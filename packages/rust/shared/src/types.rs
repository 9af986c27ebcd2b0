//! Core domain types for studyplan profiles and schedules.

use std::collections::BTreeMap;

use chrono::{DateTime, Datelike, NaiveDate, Utc, Weekday};
use serde::{Deserialize, Serialize};
use uuid::Uuid;

/// Area tag of the synthetic Sunday placeholder topic.
pub const REST_AREA: &str = "rest";

/// Area tag used for review / light-study topics.
pub const REVIEW_AREA: &str = "revisao";

/// Theme of the synthetic Sunday placeholder topic.
pub const REST_THEME: &str = "REST";

/// Known area tags and their short display labels.
pub const AREA_LABELS: &[(&str, &str)] = &[
    ("preventiva", "PREV"),
    ("pediatria", "PED"),
    ("ginecologia", "GIN"),
    ("obstetricia", "OBS"),
    ("clinica", "CLM"),
    ("cirurgia", "CIR"),
    ("psiquiatria", "PSI"),
    (REVIEW_AREA, "REV"),
    (REST_AREA, "OFF"),
];

/// Short display label for an area tag; unknown tags render as `GEN`.
pub fn area_label(area: &str) -> &'static str {
    AREA_LABELS
        .iter()
        .find(|(tag, _)| *tag == area)
        .map(|(_, label)| *label)
        .unwrap_or("GEN")
}

// ---------------------------------------------------------------------------
// UserId
// ---------------------------------------------------------------------------

/// A UUID v7 wrapper for user identifiers (time-sortable).
#[derive(Debug, Clone, Copy, PartialEq, Eq, Hash, Serialize, Deserialize)]
#[serde(transparent)]
pub struct UserId(pub Uuid);

impl UserId {
    /// Generate a new time-sortable user identifier.
    pub fn new() -> Self {
        Self(Uuid::now_v7())
    }
}

impl Default for UserId {
    fn default() -> Self {
        Self::new()
    }
}

impl std::fmt::Display for UserId {
    fn fmt(&self, f: &mut std::fmt::Formatter<'_>) -> std::fmt::Result {
        write!(f, "{}", self.0)
    }
}

impl std::str::FromStr for UserId {
    type Err = uuid::Error;

    fn from_str(s: &str) -> std::result::Result<Self, Self::Err> {
        Ok(Self(Uuid::parse_str(s)?))
    }
}

/// A registered local user.
#[derive(Debug, Clone, Serialize, Deserialize)]
pub struct UserRecord {
    pub id: UserId,
    /// Unique login key.
    pub email: String,
    pub display_name: String,
    pub created_at: DateTime<Utc>,
    pub last_login_at: DateTime<Utc>,
}

// ---------------------------------------------------------------------------
// Schedule types
// ---------------------------------------------------------------------------

/// A single study unit: a theme plus its category tag.
#[derive(Debug, Clone, PartialEq, Eq, Hash, Serialize, Deserialize)]
pub struct Topic {
    pub theme: String,
    pub area: String,
}

impl Topic {
    pub fn new(theme: impl Into<String>, area: impl Into<String>) -> Self {
        Self {
            theme: theme.into(),
            area: area.into(),
        }
    }

    /// The placeholder shown on every Sunday.
    pub fn rest() -> Self {
        Self::new(REST_THEME, REST_AREA)
    }

    /// Whether this topic counts towards completion statistics.
    pub fn is_countable(&self) -> bool {
        self.area != REST_AREA && self.area != REVIEW_AREA
    }
}

/// One calendar day of the schedule.
#[derive(Debug, Clone, PartialEq, Eq, Serialize, Deserialize)]
pub struct StudyDay {
    pub date: NaiveDate,
    pub topics: Vec<Topic>,
    pub is_rest: bool,
}

impl StudyDay {
    /// A study day with no topics assigned.
    pub fn empty(date: NaiveDate) -> Self {
        Self {
            date,
            topics: Vec::new(),
            is_rest: false,
        }
    }

    /// The weekly rest day with its single placeholder topic.
    pub fn rest(date: NaiveDate) -> Self {
        Self {
            date,
            topics: vec![Topic::rest()],
            is_rest: true,
        }
    }

    pub fn weekday(&self) -> Weekday {
        self.date.weekday()
    }
}

/// A Monday..Sunday block of the schedule.
#[derive(Debug, Clone, PartialEq, Eq, Serialize, Deserialize)]
pub struct Week {
    /// 1-based, chronological.
    pub index: u32,
    /// Human-readable range, e.g. `Week 1: 28/07 - 02/08`.
    pub label: String,
    pub days: [StudyDay; 7],
}

impl Week {
    pub fn monday(&self) -> NaiveDate {
        self.days[0].date
    }

    pub fn sunday(&self) -> NaiveDate {
        self.days[6].date
    }

    pub fn contains(&self, date: NaiveDate) -> bool {
        date >= self.monday() && date <= self.sunday()
    }

    /// Real (non-placeholder) topics of the week in day order.
    pub fn topics(&self) -> impl Iterator<Item = &Topic> {
        self.days
            .iter()
            .filter(|d| !d.is_rest)
            .flat_map(|d| d.topics.iter())
    }
}

/// User-editable schedule settings, stored in the profile document.
///
/// Dates are kept as ISO strings exactly as entered; the schedule builder treats
/// anything unparsable as an empty range.
#[derive(Debug, Clone, PartialEq, Eq, Serialize, Deserialize)]
pub struct ScheduleConfig {
    pub start_date: String,
    pub end_date: String,
    pub max_topics_per_day: i64,
}

impl Default for ScheduleConfig {
    fn default() -> Self {
        Self {
            start_date: "2025-07-28".into(),
            end_date: "2025-10-19".into(),
            max_topics_per_day: 4,
        }
    }
}

impl ScheduleConfig {
    /// Parsed `(start, end)` dates, or `None` if either is malformed.
    pub fn date_range(&self) -> Option<(NaiveDate, NaiveDate)> {
        let start = self.start_date.trim().parse::<NaiveDate>().ok()?;
        let end = self.end_date.trim().parse::<NaiveDate>().ok()?;
        Some((start, end))
    }

    /// Per-day cap with non-positive values clamped to 1.
    pub fn effective_max(&self) -> usize {
        usize::try_from(self.max_topics_per_day.max(1)).unwrap_or(usize::MAX)
    }
}

// ---------------------------------------------------------------------------
// Progress document
// ---------------------------------------------------------------------------

/// Self-rated difficulty of a completed topic; drives the review interval.
#[derive(Debug, Clone, Copy, Default, PartialEq, Eq, Serialize, Deserialize)]
#[serde(rename_all = "lowercase")]
pub enum Difficulty {
    Easy,
    #[default]
    Medium,
    Hard,
}

impl Difficulty {
    /// Days after the last review before the topic is due again.
    pub fn review_interval_days(self) -> i64 {
        match self {
            Self::Easy => 15,
            Self::Medium => 7,
            Self::Hard => 3,
        }
    }
}

impl std::str::FromStr for Difficulty {
    type Err = String;

    fn from_str(s: &str) -> std::result::Result<Self, Self::Err> {
        match s.to_ascii_lowercase().as_str() {
            "easy" => Ok(Self::Easy),
            "medium" => Ok(Self::Medium),
            "hard" => Ok(Self::Hard),
            other => Err(format!("unknown difficulty '{other}'")),
        }
    }
}

/// Result of one question bank / mock exam session.
#[derive(Debug, Clone, PartialEq, Eq, Serialize, Deserialize)]
pub struct PerformanceEntry {
    pub id: Uuid,
    pub date: NaiveDate,
    pub topic: String,
    pub attempted: u32,
    pub correct: u32,
}

impl PerformanceEntry {
    /// Rounded share of correct answers, 0..=100.
    pub fn percentage(&self) -> u32 {
        if self.attempted == 0 {
            return 0;
        }
        (f64::from(self.correct) / f64::from(self.attempted) * 100.0).round() as u32
    }

    pub fn band(&self) -> ScoreBand {
        ScoreBand::from_percentage(self.percentage())
    }
}

/// Coarse grading of a performance percentage.
#[derive(Debug, Clone, Copy, PartialEq, Eq)]
pub enum ScoreBand {
    Good,
    Fair,
    Poor,
}

impl ScoreBand {
    pub fn from_percentage(pct: u32) -> Self {
        match pct {
            80.. => Self::Good,
            60..=79 => Self::Fair,
            _ => Self::Poor,
        }
    }
}

/// The single per-user progress document persisted by the profile store.
#[derive(Debug, Clone, Default, PartialEq, Serialize, Deserialize)]
pub struct StudyProgress {
    /// Completed themes and when they were last reviewed.
    #[serde(default)]
    pub completed_topics: BTreeMap<String, DateTime<Utc>>,
    #[serde(default)]
    pub topic_difficulties: BTreeMap<String, Difficulty>,
    #[serde(default)]
    pub custom_topics: Vec<Topic>,
    #[serde(default)]
    pub performance_log: Vec<PerformanceEntry>,
    #[serde(default)]
    pub completed_pomodoros: u32,
    #[serde(default)]
    pub schedule_config: ScheduleConfig,
}

impl StudyProgress {
    /// A fresh document seeded with the given schedule settings.
    pub fn with_config(schedule_config: ScheduleConfig) -> Self {
        Self {
            schedule_config,
            ..Self::default()
        }
    }

    pub fn is_completed(&self, theme: &str) -> bool {
        self.completed_topics.contains_key(theme)
    }
}

// ---------------------------------------------------------------------------
// Chat
// ---------------------------------------------------------------------------

#[derive(Debug, Clone, Copy, PartialEq, Eq, Serialize, Deserialize)]
#[serde(rename_all = "lowercase")]
pub enum ChatRole {
    User,
    Assistant,
}

impl ChatRole {
    pub fn as_str(&self) -> &'static str {
        match self {
            Self::User => "user",
            Self::Assistant => "assistant",
        }
    }
}

impl std::str::FromStr for ChatRole {
    type Err = String;

    fn from_str(s: &str) -> std::result::Result<Self, Self::Err> {
        match s {
            "user" => Ok(Self::User),
            "assistant" => Ok(Self::Assistant),
            other => Err(format!("unknown chat role '{other}'")),
        }
    }
}

/// One line of the assistant conversation.
#[derive(Debug, Clone, PartialEq, Serialize, Deserialize)]
pub struct ChatMessage {
    pub role: ChatRole,
    pub text: String,
    pub timestamp: DateTime<Utc>,
}

impl ChatMessage {
    pub fn user(text: impl Into<String>) -> Self {
        Self {
            role: ChatRole::User,
            text: text.into(),
            timestamp: Utc::now(),
        }
    }

    pub fn assistant(text: impl Into<String>) -> Self {
        Self {
            role: ChatRole::Assistant,
            text: text.into(),
            timestamp: Utc::now(),
        }
    }
}

#[cfg(test)]
mod tests {
    use super::*;

    #[test]
    fn user_id_roundtrip() {
        let id = UserId::new();
        let s = id.to_string();
        let parsed: UserId = s.parse().expect("parse UserId");
        assert_eq!(id, parsed);
    }

    #[test]
    fn schedule_config_parses_dates() {
        let config = ScheduleConfig::default();
        let (start, end) = config.date_range().expect("valid defaults");
        assert_eq!(start, NaiveDate::from_ymd_opt(2025, 7, 28).unwrap());
        assert_eq!(end, NaiveDate::from_ymd_opt(2025, 10, 19).unwrap());

        let broken = ScheduleConfig {
            start_date: "28/07/2025".into(),
            ..ScheduleConfig::default()
        };
        assert!(broken.date_range().is_none());
    }

    #[test]
    fn effective_max_clamps_to_one() {
        let mut config = ScheduleConfig::default();
        config.max_topics_per_day = 0;
        assert_eq!(config.effective_max(), 1);
        config.max_topics_per_day = -3;
        assert_eq!(config.effective_max(), 1);
        config.max_topics_per_day = 6;
        assert_eq!(config.effective_max(), 6);
    }

    #[test]
    fn progress_deserializes_from_partial_document() {
        let parsed: StudyProgress =
            serde_json::from_str(r#"{"completed_pomodoros": 3}"#).expect("deserialize");
        assert_eq!(parsed.completed_pomodoros, 3);
        assert!(parsed.completed_topics.is_empty());
        assert_eq!(parsed.schedule_config, ScheduleConfig::default());
    }

    #[test]
    fn performance_percentage_and_band() {
        let entry = PerformanceEntry {
            id: Uuid::now_v7(),
            date: NaiveDate::from_ymd_opt(2025, 8, 1).unwrap(),
            topic: "Cardiologia".into(),
            attempted: 50,
            correct: 42,
        };
        assert_eq!(entry.percentage(), 84);
        assert_eq!(entry.band(), ScoreBand::Good);
        assert_eq!(ScoreBand::from_percentage(60), ScoreBand::Fair);
        assert_eq!(ScoreBand::from_percentage(59), ScoreBand::Poor);
    }

    #[test]
    fn difficulty_intervals() {
        assert_eq!(Difficulty::default(), Difficulty::Medium);
        assert_eq!(Difficulty::Easy.review_interval_days(), 15);
        assert_eq!(Difficulty::Hard.review_interval_days(), 3);
        assert_eq!("HARD".parse::<Difficulty>(), Ok(Difficulty::Hard));
        assert!("impossible".parse::<Difficulty>().is_err());
    }

    #[test]
    fn area_labels() {
        assert_eq!(area_label("pediatria"), "PED");
        assert_eq!(area_label(REST_AREA), "OFF");
        assert_eq!(area_label("cardio"), "GEN");
        assert!(!Topic::rest().is_countable());
        assert!(Topic::new("Asma", "clinica").is_countable());
    }
}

****************

* [Problem to work on]: In the material above, each line with the word "Good" should be copied.

* [Output below]:
    Good,
            80.. => Self::Good,
        assert_eq!(entry.band(), ScoreBand::Good);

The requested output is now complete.